**Task goal**: Among the entries that follow, some lines contain the word "WindowExtractor". Show all of them.

**Listed entries**:
####################

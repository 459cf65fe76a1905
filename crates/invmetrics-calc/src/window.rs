//! 回溯窗口擷取

use std::collections::BTreeMap;

use chrono::NaiveDate;
use invmetrics_core::{DateRange, FactStore, Observation, ObservationFilter};

/// 回溯窗口：基準日前 `lookback_days` 天（含基準日）的觀測記錄
#[derive(Debug, Clone)]
pub struct Window {
    /// 基準日
    pub as_of: NaiveDate,

    /// 回溯天數
    pub lookback_days: u32,

    /// 日期範圍
    pub range: DateRange,

    observations: Vec<Observation>,
}

impl Window {
    /// 由觀測記錄建立窗口（範圍外的記錄會被剔除，其餘依日期穩定排序）
    pub fn new(as_of: NaiveDate, lookback_days: u32, observations: Vec<Observation>) -> Self {
        let range = DateRange::lookback(as_of, lookback_days);
        let mut observations: Vec<Observation> = observations
            .into_iter()
            .filter(|o| range.contains(o.date))
            .collect();
        observations.sort_by_key(|o| o.date);

        Self {
            as_of,
            lookback_days,
            range,
            observations,
        }
    }

    /// 縮小為較短的回溯窗口（同一基準日）
    pub fn narrow(&self, lookback_days: u32) -> Self {
        let range = DateRange::lookback(self.as_of, lookback_days.min(self.lookback_days));
        Self {
            as_of: self.as_of,
            lookback_days: lookback_days.min(self.lookback_days),
            range,
            observations: self
                .observations
                .iter()
                .filter(|o| range.contains(o.date))
                .cloned()
                .collect(),
        }
    }

    pub fn observations(&self) -> &[Observation] {
        &self.observations
    }

    pub fn len(&self) -> usize {
        self.observations.len()
    }

    pub fn is_empty(&self) -> bool {
        self.observations.is_empty()
    }

    /// 依鍵分組；組內保持日期順序，沒有記錄的組不會出現
    pub fn group_by<K, F>(&self, key_fn: F) -> BTreeMap<K, Vec<&Observation>>
    where
        K: Ord,
        F: Fn(&Observation) -> K,
    {
        let mut groups: BTreeMap<K, Vec<&Observation>> = BTreeMap::new();
        for observation in &self.observations {
            groups.entry(key_fn(observation)).or_default().push(observation);
        }
        groups
    }
}

/// 窗口擷取器
pub struct WindowExtractor;

impl WindowExtractor {
    /// 從事實表擷取回溯窗口
    pub fn extract(
        fact_store: &dyn FactStore,
        filter: &ObservationFilter,
        as_of: NaiveDate,
        lookback_days: u32,
    ) -> invmetrics_core::Result<Window> {
        let range = DateRange::lookback(as_of, lookback_days);
        let observations = fact_store.observations_in_range(filter, range)?;

        tracing::debug!(
            "擷取窗口 [{} ~ {}]（回溯 {} 天）：{} 筆",
            range.from,
            range.to,
            lookback_days,
            observations.len()
        );

        Ok(Window::new(as_of, lookback_days, observations))
    }
}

####################

**Result below**:
pub struct WindowExtractor;
impl WindowExtractor {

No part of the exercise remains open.